WaltWhitman2It seems extraordinary that Walt Whitman was writing in the mid-19c, he could almost be writing today. I imagine him as the green man of poetry. My first thought was how to represent his overwheening narcissism, so I decided to do his face (a selfie? – he would be huge on Facebook if alive today), and added his hat because he was often photographed wearing a hat. He also wore dungarees, to identify himself with the working man.

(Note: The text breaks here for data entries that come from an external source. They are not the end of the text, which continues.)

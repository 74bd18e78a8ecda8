//! Pipeline orchestration
//!
//! Turns a DOSBox command line into the two generated configuration files:
//! - Parse the accepted argument subset
//! - Merge configuration layers
//! - Remove files left by retired naming schemes
//! - Write the user file (unless it already exists) and the auto file
//!
//! Nothing is written when the arguments do not describe a DOSBox launch.

use std::path::{Path, PathBuf};

use dosbox_argv::{parse_argv, ArgvError, DosboxArgs};
use log::info;
use thiserror::Error;

use crate::autoexec::{AutoexecRewriter, CueRepair, PathResolver};
use crate::config::{ConfigError, ResolvedConfig, Sections};
use crate::midi::MidiLookup;
use crate::naming::{cleanup_old_conf_files, uniq_conf_name};
use crate::settings::DisplaySettings;
use crate::writer::{write_auto_conf, write_user_conf, WriteError};

/// Pipeline errors
#[derive(Debug, Error)]
pub enum PipelineError {
    #[error("invalid DOSBox arguments: {0}")]
    Argv(#[from] ArgvError),

    #[error(transparent)]
    Config(#[from] ConfigError),

    #[error("failed to remove stale configuration: {0}")]
    Cleanup(#[source] std::io::Error),

    #[error("failed to write configuration: {0}")]
    Write(#[from] WriteError),
}

/// External capabilities the pipeline delegates to.
pub struct Collaborators<'a> {
    pub resolver: &'a dyn PathResolver,
    pub cue: &'a dyn CueRepair,
    pub midi: &'a dyn MidiLookup,
}

/// Inputs of one generate run.
#[derive(Debug, Clone, Default)]
pub struct GenerateOptions {
    /// Game identity used in file names (e.g. a Steam app id)
    pub app_id: String,
    /// Arguments originally passed to `dosbox.exe`
    pub dosbox_args: Vec<String>,
    /// Directory the game runs from; files are read and written here
    pub dir: PathBuf,
    /// Tweak layer
    pub tweaks: Sections,
    /// Host display settings
    pub display: DisplaySettings,
    /// Regenerate the user file even if it exists
    pub force: bool,
}

/// Outcome of a generate run.
#[derive(Debug, Clone)]
pub struct GenerateOutput {
    /// User configuration file
    pub user_conf: PathBuf,
    /// Whether the user file was (re)written on this run
    pub user_conf_written: bool,
    /// Auto configuration file
    pub auto_conf: PathBuf,
    /// Sound setup summary for the user
    pub notices: Vec<String>,
    /// Stale files removed
    pub removed: Vec<PathBuf>,
}

/// Parse `dosbox_args` and merge every configuration layer.
pub fn resolve(
    dosbox_args: &[String],
    tweaks: Sections,
    dir: &Path,
) -> Result<(DosboxArgs, ResolvedConfig), PipelineError> {
    let args = parse_argv(dosbox_args)?;
    if !args.is_meaningful() {
        return Err(ConfigError::Usage.into());
    }
    let config = ResolvedConfig::from_args(&args, tweaks, dir)?;
    Ok((args, config))
}

/// Run the whole pipeline.
pub fn generate(
    opts: &GenerateOptions,
    collab: &Collaborators<'_>,
) -> Result<GenerateOutput, PipelineError> {
    let (_, config) = resolve(&opts.dosbox_args, opts.tweaks.clone(), &opts.dir)?;

    let removed = cleanup_old_conf_files(&opts.dir, &opts.app_id, &opts.dosbox_args)
        .map_err(PipelineError::Cleanup)?;

    let user_conf = opts.dir.join(uniq_conf_name(&opts.app_id, &opts.dosbox_args));
    let user_conf_written = opts.force || !user_conf.exists();
    if user_conf_written {
        let rewriter = AutoexecRewriter::new(collab.resolver, collab.cue);
        write_user_conf(&user_conf, &config, &opts.dosbox_args, &rewriter)?;
        info!("Created {}", user_conf.display());
    } else {
        info!("Using existing {}", user_conf.display());
    }

    let (auto_conf, auto) = write_auto_conf(&opts.dir, &config, &opts.display, collab.midi)?;

    Ok(GenerateOutput {
        user_conf,
        user_conf_written,
        auto_conf,
        notices: auto.notices,
        removed,
    })
}
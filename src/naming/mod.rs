//! Cache keys and generated file names.
//!
//! Generated configuration files are named after a short key derived from
//! the game identity and its DOSBox arguments, so that the same launch always
//! maps to the same file. The salt is bumped whenever the generated format
//! changes, which makes files from older releases unreachable; `gc` removes
//! them.

mod gc;

pub use gc::{cleanup_old_conf_files, LEGACY_CONF_NAMES};

use sha1::{Digest, Sha1};

/// Number of hex characters kept from the digest.
pub const KEY_LEN: usize = 6;

/// Prefix of current generated file names.
pub const CONF_PREFIX: &str = "boxtron";

/// Salt of the current naming scheme.
pub const CONF_SALT: &str = "v2";

/// Name of the environment-derived file rewritten on every run.
pub const AUTO_CONF_NAME: &str = "boxtron_auto.conf";

/// Derive a short key from an identity, its arguments and a salt.
///
/// The inputs are concatenated without separators and hashed; the first
/// [`KEY_LEN`] lowercase hex characters of the digest are returned.
pub fn cache_key<S: AsRef<str>>(identity: &str, args: &[S], salt: &str) -> String {
    let mut hasher = Sha1::new();
    hasher.update(identity.as_bytes());
    for arg in args {
        hasher.update(arg.as_ref().as_bytes());
    }
    hasher.update(salt.as_bytes());
    let mut key = hex::encode(hasher.finalize());
    key.truncate(KEY_LEN);
    key
}

/// File name for `identity` and `args` under a given prefix and salt.
pub fn conf_name_salted<S: AsRef<str>>(
    prefix: &str,
    identity: &str,
    args: &[S],
    salt: &str,
) -> String {
    format!("{}_{}_{}.conf", prefix, identity, cache_key(identity, args, salt))
}

/// File name of the user configuration for `identity` and `args`.
pub fn uniq_conf_name<S: AsRef<str>>(identity: &str, args: &[S]) -> String {
    conf_name_salted(CONF_PREFIX, identity, args, CONF_SALT)
}

#[cfg(test)]
mod tests {
    use super::*;

    fn argv(s: &str) -> Vec<String> {
        s.split_whitespace().map(|s| s.to_string()).collect()
    }

    #[test]
    fn test_key_matches_plain_sha1_prefix() {
        // sha1("abc") = a9993e364706816aba3e25717850c26c9cd0d89d
        assert_eq!(cache_key::<&str>("abc", &[], ""), "a9993e");
        assert_eq!(cache_key("a", &["b"], "c"), "a9993e");
    }

    #[test]
    fn test_key_is_deterministic() {
        let args = argv("-conf dosbox.conf -c exit");
        let first = cache_key("2280", &args, CONF_SALT);
        let second = cache_key("2280", &args, CONF_SALT);
        assert_eq!(first, second);
        assert_eq!(first.len(), KEY_LEN);
        assert!(first.chars().all(|c| c.is_ascii_hexdigit() && !c.is_ascii_uppercase()));
    }

    #[test]
    fn test_salt_changes_key() {
        let args = argv("-conf dosbox.conf -noconsole");
        for id in ["2280", "2300", "9000", "1234567"] {
            let v1 = cache_key(id, &args, "v1");
            let v2 = cache_key(id, &args, "v2");
            assert_ne!(v1, v2, "salt must change key for {id}");
        }
    }

    #[test]
    fn test_extra_command_changes_key() {
        let base = argv("-conf game.conf -noconsole");
        let mut extended = base.clone();
        extended.push("-c".to_string());
        extended.push("exit".to_string());
        assert_ne!(cache_key("2280", &base, "v2"), cache_key("2280", &extended, "v2"));
    }

    #[test]
    fn test_conf_name_format() {
        let args = argv("-conf game.conf");
        let name = uniq_conf_name("2280", &args);
        assert!(name.starts_with("boxtron_2280_"));
        assert!(name.ends_with(".conf"));
        assert_eq!(name.len(), "boxtron_2280_".len() + KEY_LEN + ".conf".len());
        assert_eq!(name, conf_name_salted("boxtron", "2280", &args, "v2"));
    }
}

His example helped me to use myself as my source material. He started off by self-publishing his “Leaves of Grass”, wrote all the reviews himself, then continued to write and revise this volume of poems for 33 years.

This exhibition stems directly from his influence. It’s not about my “heroes” or about celebrated writers and artists, it is about my relationship to them. The pieces I have made are biased, partial, not meant to be an objective summing up of their work or lives. I have picked out only the aspects of them that are interesting to me. Walt Whitman was fascinated by himself, using himself as a microcosm of the world. The Feminist slogan “the personal is political” could have been invented by Walt. His writing shows the world he lived in, and the world of being human. The danglers of the globe and mirror represent this. There is a miniature facsimile of his early “Leaves of Grass”, a stretcher with a wounded soldier to pay tribute to his work as a medical orderly in the American Civil War, the lilacs are from another of his poems, and I have made his beard in the shape of ‘leaves’, tagua beads.
Most artists’ life’s work is a journey around themselves, even if not overt, but Walt Whitman is liberating in his celebration of it.

“I celebrate myself, and sing myself,
And what I assume you shall assume,
For every atom belonging to me as good as belongs to you.”